After rejoining, he ripped back through the field. Moss led comfortably and had set the fastest race lap, which in those days scored an extra World Championship point.
Stirling Moss later recalled how... “During this fightback Mike bettered my fastest lap. I was signalled ‘HAW-REC’ meaning Mike had set record lap, which unfortunately I misread as ‘HAW-REG’ meaning ‘Hawthorn – Regular’.
“I knew he’d made a pit stop so it never occurred to me his car could have been going so fast.
“I lapped Mike just before the end, but the sight of his face as I did so softened my hard old heart so I backed off and let him unlap himself.
“To qualify for second place he had to complete that final lap, but he promptly spun his car and stalled.
“I came upon his stalled car on my slowing-down lap after taking the chequered flag and saw him struggling to push-start it in the direction of the race, uphill.
“I slowed beside him and bawled ‘Push it downhill, you’ll never start the bloody thing that way.’
“Which he did, ensuring his second place.
“But under the regulations one could be disqualified for proceeding against race direction, and Mike was hauled before the stewards for having done just that to restart downhill.
“But I appeared on his behalf. I testified he had not proceeded against the race direction because he was on the pavement at the time, not on the race circuit.

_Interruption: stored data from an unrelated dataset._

//! # Bookshelf API Server
//!
//! The main entry point for the Actix-web HTTP server.

use actix_web::{App, HttpServer, web};
use tracing_actix_web::TracingLogger;

mod config;
mod handlers;
mod middleware;
mod observability;
mod state;
mod telemetry;

use config::AppConfig;
use observability::RequestIdMiddleware;
use state::AppState;
use telemetry::{TelemetryConfig, init_telemetry};

#[actix_web::main]
async fn main() -> anyhow::Result<()> {
    // Load .env file if present
    dotenvy::dotenv().ok();

    init_telemetry(&TelemetryConfig::from_env());

    let config = AppConfig::from_env()?;

    tracing::info!(
        "Starting Bookshelf API Server on {}:{}",
        config.host,
        config.port
    );

    let state = AppState::new(&config).await?;

    let server_state = state.clone();
    HttpServer::new(move || {
        App::new()
            .wrap(RequestIdMiddleware)
            .wrap(TracingLogger::default())
            .app_data(web::Data::new(server_state.clone()))
            .configure(handlers::configure_routes)
    })
    .bind((config.host.as_str(), config.port))?
    .run()
    .await?;

    tracing::info!("Server stopped, releasing resources");
    state.shutdown().await;

    Ok(())
}
//! Data Transfer Objects - request/response types for the API.
//!
//! Request fields are optional so that a missing field reaches validation
//! and is reported as a 400 instead of failing deserialization.

use chrono::{DateTime, Utc};
use serde::{Deserialize, Serialize};

/// Request to register a new user.
#[derive(Debug, Clone, Default, Serialize, Deserialize)]
#[serde(rename_all = "camelCase")]
pub struct RegisterRequest {
    pub username: Option<String>,
    pub password: Option<String>,
    pub first_name: Option<String>,
    pub last_name: Option<String>,
}

/// Request to login.
#[derive(Debug, Clone, Default, Serialize, Deserialize)]
pub struct LoginRequest {
    pub username: Option<String>,
    pub password: Option<String>,
}

/// Successful login.
#[derive(Debug, Clone, Serialize, Deserialize)]
pub struct LoginResponse {
    pub message: String,
    pub token: String,
}

/// Identity decoded from a bearer token.
#[derive(Debug, Clone, Serialize, Deserialize)]
#[serde(rename_all = "camelCase")]
pub struct IdentityResponse {
    pub id: i32,
    pub first_name: String,
    pub last_name: String,
    /// Token expiry as a unix timestamp in seconds.
    pub expires_at: i64,
}

/// Request to create a book.
#[derive(Debug, Clone, Default, Serialize, Deserialize)]
pub struct CreateBookRequest {
    pub title: Option<String>,
    pub description: Option<String>,
    pub user_id: Option<i32>,
}

/// Request to update a book. Absent fields are left untouched.
#[derive(Debug, Clone, Default, Serialize, Deserialize)]
pub struct UpdateBookRequest {
    pub title: Option<String>,
    pub description: Option<String>,
}

/// A book as returned by the API.
#[derive(Debug, Clone, PartialEq, Eq, Serialize, Deserialize)]
pub struct BookResponse {
    pub id: i32,
    pub title: String,
    pub description: String,
    pub user_id: i32,
    pub created_at: DateTime<Utc>,
    pub updated_at: DateTime<Utc>,
}
//! JSON shapes exchanged with the `/chat` endpoint.

use crate::triangle::{Angles, Sides};
use serde::{Deserialize, Serialize};

/// Body of `POST /chat`.
#[derive(Debug, Clone, PartialEq, Serialize, Deserialize)]
pub struct ChatRequest {
    pub query: String,
    pub sides: Sides,
    pub angles: Angles,
}

/// The tutor's reply: a one-line answer, the rule it applied and the
/// worked steps in order.
#[derive(Debug, Clone, PartialEq, Serialize, Deserialize)]
pub struct TutorAnswer {
    pub answer: String,
    pub rule: String,
    #[serde(default)]
    pub steps: Vec<String>,
}

impl TutorAnswer {
    pub const FALLBACK_MESSAGE: &'static str = "Sorry, I encountered an error answering that.";

    /// Shown in place of an answer when the tutor could not be reached.
    pub fn fallback() -> Self {
        Self {
            answer: Self::FALLBACK_MESSAGE.to_string(),
            rule: String::new(),
            steps: Vec::new(),
        }
    }
}
//! Pointer and side-field handling for the triangle canvas.
//!
//! The [`Controller`] is the only writer of vertex positions. Every mutating
//! call hands back the field values the UI should display, so the caller
//! never reads geometry out of band.

pub mod hit;
pub mod fields;
pub mod controller;

#[cfg(test)]
mod tests_controller;

pub use controller::{Controller, DragState, Feedback};
pub use fields::{format_field, parse_field, FieldUpdate};
pub use hit::{Cursor, HitConfig};
use super::controller::{Controller, DragState};
use super::hit::Cursor;
use crate::geometry::{ApproxEq, Point2, Vector2};
use crate::triangle::{Triangle, VertexId};

#[test]
fn test_initial_refresh_fills_all_fields() {
    let controller = Controller::default();
    let update = controller.initial_refresh();
    let sides = update.sides.expect("Initial refresh includes sides");
    // |BC| = 300, |AC| = |AB| = 250
    assert_eq!(sides, ["300.0".to_string(), "250.0".to_string(), "250.0".to_string()]);
    assert!(update.angles.iter().all(|a| !a.is_empty()));
}

#[test]
fn test_pointer_down_on_vertex_starts_drag() {
    let mut controller = Controller::default();
    let feedback = controller.pointer_down(Point2::new(305.0, 103.0));

    assert_eq!(feedback.cursor, Some(Cursor::Grabbing));
    assert!(feedback.update.is_none());
    match controller.drag_state() {
        DragState::Dragging { vertex, offset } => {
            assert_eq!(vertex, VertexId::A);
            assert!(offset.approx_eq(&Vector2::new(5.0, 3.0)));
        }
        DragState::Idle => panic!("Expected drag to start"),
    }
}

#[test]
fn test_pointer_down_miss_stays_idle() {
    let mut controller = Controller::default();
    let feedback = controller.pointer_down(Point2::new(0.0, 0.0));
    assert_eq!(controller.drag_state(), DragState::Idle);
    assert!(feedback.cursor.is_none());
}

#[test]
fn test_drag_keeps_offset() {
    let mut controller = Controller::default();
    controller.pointer_down(Point2::new(305.0, 103.0));
    let feedback = controller.pointer_move(Point2::new(405.0, 203.0));

    assert!(controller.triangle().a.approx_eq(&Point2::new(400.0, 200.0)));
    let update = feedback.update.expect("Drag refreshes fields");
    assert!(update.sides.is_some(), "Drag refreshes side fields too");
}

#[test]
fn test_drag_moves_only_grabbed_vertex() {
    let mut controller = Controller::default();
    let before = *controller.triangle();
    let sides_before = controller.measurements().sides;

    controller.pointer_down(before.a);
    controller.pointer_move(Point2::new(320.0, 40.0));
    controller.pointer_up();

    let after = *controller.triangle();
    assert!(after.a.approx_eq(&Point2::new(320.0, 40.0)));
    assert_eq!(after.b, before.b);
    assert_eq!(after.c, before.c);

    let sides_after = controller.measurements().sides;
    assert!((sides_after.a - sides_before.a).abs() < 1e-12);
    assert!((sides_after.b - sides_before.b).abs() > 1.0);
    assert!((sides_after.c - sides_before.c).abs() > 1.0);
}

#[test]
fn test_pointer_up_and_leave_end_drag() {
    let mut controller = Controller::default();
    controller.pointer_down(Triangle::default().b);
    assert_eq!(controller.pointer_up().cursor, Some(Cursor::Crosshair));
    assert_eq!(controller.drag_state(), DragState::Idle);

    controller.pointer_down(Triangle::default().c);
    controller.pointer_leave();
    assert_eq!(controller.drag_state(), DragState::Idle);

    // Moves after release no longer drag
    let before = *controller.triangle();
    let feedback = controller.pointer_move(Point2::new(10.0, 10.0));
    assert!(feedback.update.is_none());
    assert_eq!(*controller.triangle(), before);
}

#[test]
fn test_idle_hover_cursor() {
    let mut controller = Controller::default();
    assert_eq!(controller.pointer_move(Point2::new(452.0, 298.0)).cursor, Some(Cursor::Grab));
    assert_eq!(controller.pointer_move(Point2::new(10.0, 10.0)).cursor, Some(Cursor::Crosshair));
    assert_eq!(controller.drag_state(), DragState::Idle);
}

#[test]
fn test_edit_sides_refreshes_angles_only() {
    let mut controller = Controller::default();
    let update = controller.edit_sides("200", "200", "200").expect("Valid triangle");

    assert!(update.sides.is_none(), "Side fields being edited are not echoed");
    assert_eq!(update.angles, ["60.0".to_string(), "60.0".to_string(), "60.0".to_string()]);

    let sides = controller.measurements().sides;
    assert!((sides.a - 200.0).abs() < 1e-6);
}

#[test]
fn test_edit_sides_rejects_inequality() {
    let mut controller = Controller::default();
    let before = *controller.triangle();

    assert!(controller.edit_sides("1", "1", "10").is_none());
    assert_eq!(*controller.triangle(), before);
}

#[test]
fn test_edit_sides_ignores_garbage() {
    let mut controller = Controller::default();
    let before = *controller.triangle();

    assert!(controller.edit_sides("", "250", "250").is_none());
    assert!(controller.edit_sides("abc", "250", "250").is_none());
    assert!(controller.edit_sides("-5", "250", "250").is_none());
    assert!(controller.edit_sides("0", "250", "250").is_none());
    assert_eq!(*controller.triangle(), before);
}

#[test]
fn test_edit_with_current_values_keeps_shape() {
    let mut controller = Controller::default();
    let before = *controller.triangle();
    controller.edit_sides("300", "250", "250").expect("Current sides are valid");

    let after = controller.triangle();
    assert!(after.b.approx_eq(&before.b));
    assert!(after.c.approx_eq(&before.c));
}

#[test]
fn test_edit_huge_equilateral_stays_finite() {
    let mut controller = Controller::default();
    let update = controller.edit_sides("1e200", "1e200", "1e200").expect("Valid triangle");

    assert_eq!(update.angles, ["60.0".to_string(), "60.0".to_string(), "60.0".to_string()]);
    let t = controller.triangle();
    for p in [t.a, t.b, t.c] {
        assert!(p.x.is_finite() && p.y.is_finite(), "{:?} is not finite", p);
    }
}

#[test]
fn test_edit_overflowing_sides_rejected() {
    let mut controller = Controller::default();
    let before = *controller.triangle();
    assert!(controller.edit_sides("1e308", "1e308", "1e308").is_none());
    assert_eq!(*controller.triangle(), before);
}
use crate::geometry::{Point2, EPSILON};
use serde::{Deserialize, Serialize};
use std::fmt;

use super::GeometryError;

/// One of the three labelled vertices.
#[derive(Debug, Clone, Copy, PartialEq, Eq, Hash, Serialize, Deserialize)]
pub enum VertexId {
    A,
    B,
    C,
}

impl VertexId {
    /// Fixed iteration order used by hit testing; the first hit wins.
    pub const ALL: [VertexId; 3] = [VertexId::A, VertexId::B, VertexId::C];
}

impl fmt::Display for VertexId {
    fn fmt(&self, f: &mut fmt::Formatter<'_>) -> fmt::Result {
        match self {
            Self::A => write!(f, "A"),
            Self::B => write!(f, "B"),
            Self::C => write!(f, "C"),
        }
    }
}

/// The three vertex positions. Owned by the interaction controller.
#[derive(Debug, Clone, Copy, PartialEq, Serialize, Deserialize)]
pub struct Triangle {
    pub a: Point2,
    pub b: Point2,
    pub c: Point2,
}

impl Triangle {
    pub fn new(a: Point2, b: Point2, c: Point2) -> Self {
        Self { a, b, c }
    }

    pub fn vertex(&self, id: VertexId) -> Point2 {
        match id {
            VertexId::A => self.a,
            VertexId::B => self.b,
            VertexId::C => self.c,
        }
    }

    pub fn vertex_mut(&mut self, id: VertexId) -> &mut Point2 {
        match id {
            VertexId::A => &mut self.a,
            VertexId::B => &mut self.b,
            VertexId::C => &mut self.c,
        }
    }
}

impl Default for Triangle {
    /// Start-up layout in canvas pixels (y grows downwards).
    fn default() -> Self {
        Self {
            a: Point2::new(300.0, 100.0),
            b: Point2::new(150.0, 300.0),
            c: Point2::new(450.0, 300.0),
        }
    }
}

/// Side lengths, each named after the vertex it faces.
#[derive(Debug, Clone, Copy, PartialEq, Serialize, Deserialize)]
pub struct Sides {
    pub a: f64,
    pub b: f64,
    pub c: f64,
}

impl Sides {
    pub fn new(a: f64, b: f64, c: f64) -> Self {
        Self { a, b, c }
    }

    /// Checks the sides describe a real, non-degenerate triangle.
    pub fn validate(&self) -> Result<(), GeometryError> {
        for (label, value) in [('a', self.a), ('b', self.b), ('c', self.c)] {
            if !value.is_finite() {
                return Err(GeometryError::NotFinite(label));
            }
            if value <= 0.0 {
                return Err(GeometryError::NonPositive(label, value));
            }
        }
        if !self.perimeter().is_finite() {
            return Err(GeometryError::Overflow);
        }
        let Sides { a, b, c } = *self;
        if a + b <= c || a + c <= b || b + c <= a {
            return Err(GeometryError::TriangleInequality(a, b, c));
        }
        Ok(())
    }

    pub fn perimeter(&self) -> f64 {
        self.a + self.b + self.c
    }

    pub fn semi_perimeter(&self) -> f64 {
        self.perimeter() / 2.0
    }

    /// True when any side is too short to carry an angle.
    pub fn is_degenerate(&self) -> bool {
        self.a < EPSILON || self.b < EPSILON || self.c < EPSILON
    }
}

/// Interior angles in degrees, named after their vertex.
#[derive(Debug, Clone, Copy, PartialEq, Serialize, Deserialize)]
pub struct Angles {
    #[serde(rename = "A")]
    pub a: f64,
    #[serde(rename = "B")]
    pub b: f64,
    #[serde(rename = "C")]
    pub c: f64,
}

impl Angles {
    pub fn new(a: f64, b: f64, c: f64) -> Self {
        Self { a, b, c }
    }

    pub fn sum(&self) -> f64 {
        self.a + self.b + self.c
    }

    pub fn as_array(&self) -> [f64; 3] {
        [self.a, self.b, self.c]
    }
}

/// Derived snapshot of a triangle. Never stored, recomputed on demand.
#[derive(Debug, Clone, Copy, PartialEq, Serialize, Deserialize)]
pub struct Measurements {
    pub sides: Sides,
    /// `None` when a side has collapsed to zero length and the angles
    /// are undefined.
    pub angles: Option<Angles>,
}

“Consequently his second place was confirmed plus the extra point for fastest lap.
“Having misread that signal really irritated me! I am sure I could have taken that record back if only I had realised. But I felt I’d done the right thing by standing up for him.
“But that extra point for fastest lap cost me the championship. Dammit!” – and Stirling would laugh. He was that kind of man.
I remember one time at the Goodwood Festival when a lady in the crowd on the fence asked me if I’d get Stirling to sign her little boy’s programme for her.
He went over and had a chat and did so, and she thanked him profusely for having taken the trouble.
“Not at all, my dear,” he replied. “This is my day job and this is my office now...” and he shook her hand and went back to his grand prix car. Mr Motor Racing.
A noble sportsman – and to my mind, until last Sunday, The Greatest Living Englishman.